> [What the task requires]
From the first line to the last, output the material exactly.

___ Available data

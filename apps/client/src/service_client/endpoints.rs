// Paths and field names are fixed by the backend; keep them byte-identical.

pub const SUBMIT: &str = "/submit";
pub const PARSED_RESUME: &str = "/get-parsed-resume";
pub const COMPARE_RESUME: &str = "/compare-resume";
pub const UPLOAD_RESUMES: &str = "/upload-resumes";
pub const COMPARE_MULTIPLE_RESUMES: &str = "/compare-multiple-resumes";
pub const CHECK_AUTHENTICITY: &str = "/check-authenticity";
pub const DOWNLOAD_TOKENIZED_RESUME: &str = "/download-tokenized-resume";

pub const SUBMIT_PDF_FIELD: &str = "pdfFile";
pub const AUTHENTICITY_FIELD: &str = "resume";

pub const SESSION_HEADER: &str = "x-session-id";

/// Multipart field for the n-th (zero-based) slot: `resume1`, `resume2`, ...
pub fn upload_field(index: usize) -> String {
    format!("resume{}", index + 1)
}
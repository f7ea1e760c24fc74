pub mod cli;
pub mod components;
pub mod config;
pub mod errors;
pub mod models;
pub mod routes;
pub mod service_client;

pub use config::Config;
pub use errors::{ActionError, ActionResult, ActionState};
pub use service_client::{HttpResumeService, ResumeService, Submission};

______

> [Completed exercise]
filename apps/client/src/service_client/endpoints.rs
// Paths and field names are fixed by the backend; keep them byte-identical.

pub const SUBMIT: &str = "/submit";
pub const PARSED_RESUME: &str = "/get-parsed-resume";
pub const COMPARE_RESUME: &str = "/compare-resume";
pub const UPLOAD_RESUMES: &str = "/upload-resumes";
pub const COMPARE_MULTIPLE_RESUMES: &str = "/compare-multiple-resumes";
pub const CHECK_AUTHENTICITY: &str = "/check-authenticity";
pub const DOWNLOAD_TOKENIZED_RESUME: &str = "/download-tokenized-resume";

pub const SUBMIT_PDF_FIELD: &str = "pdfFile";
pub const AUTHENTICITY_FIELD: &str = "resume";

pub const SESSION_HEADER: &str = "x-session-id";

/// Multipart field for the n-th (zero-based) slot: `resume1`, `resume2`, ...
pub fn upload_field(index: usize) -> String {
    format!("resume{}", index + 1)
}
repository f7ea1e760c24fc74
pub mod cli;
pub mod components;
pub mod config;
pub mod errors;
pub mod models;
pub mod routes;
pub mod service_client;

pub use config::Config;
pub use errors::{ActionError, ActionResult, ActionState};
pub use service_client::{HttpResumeService, ResumeService, Submission};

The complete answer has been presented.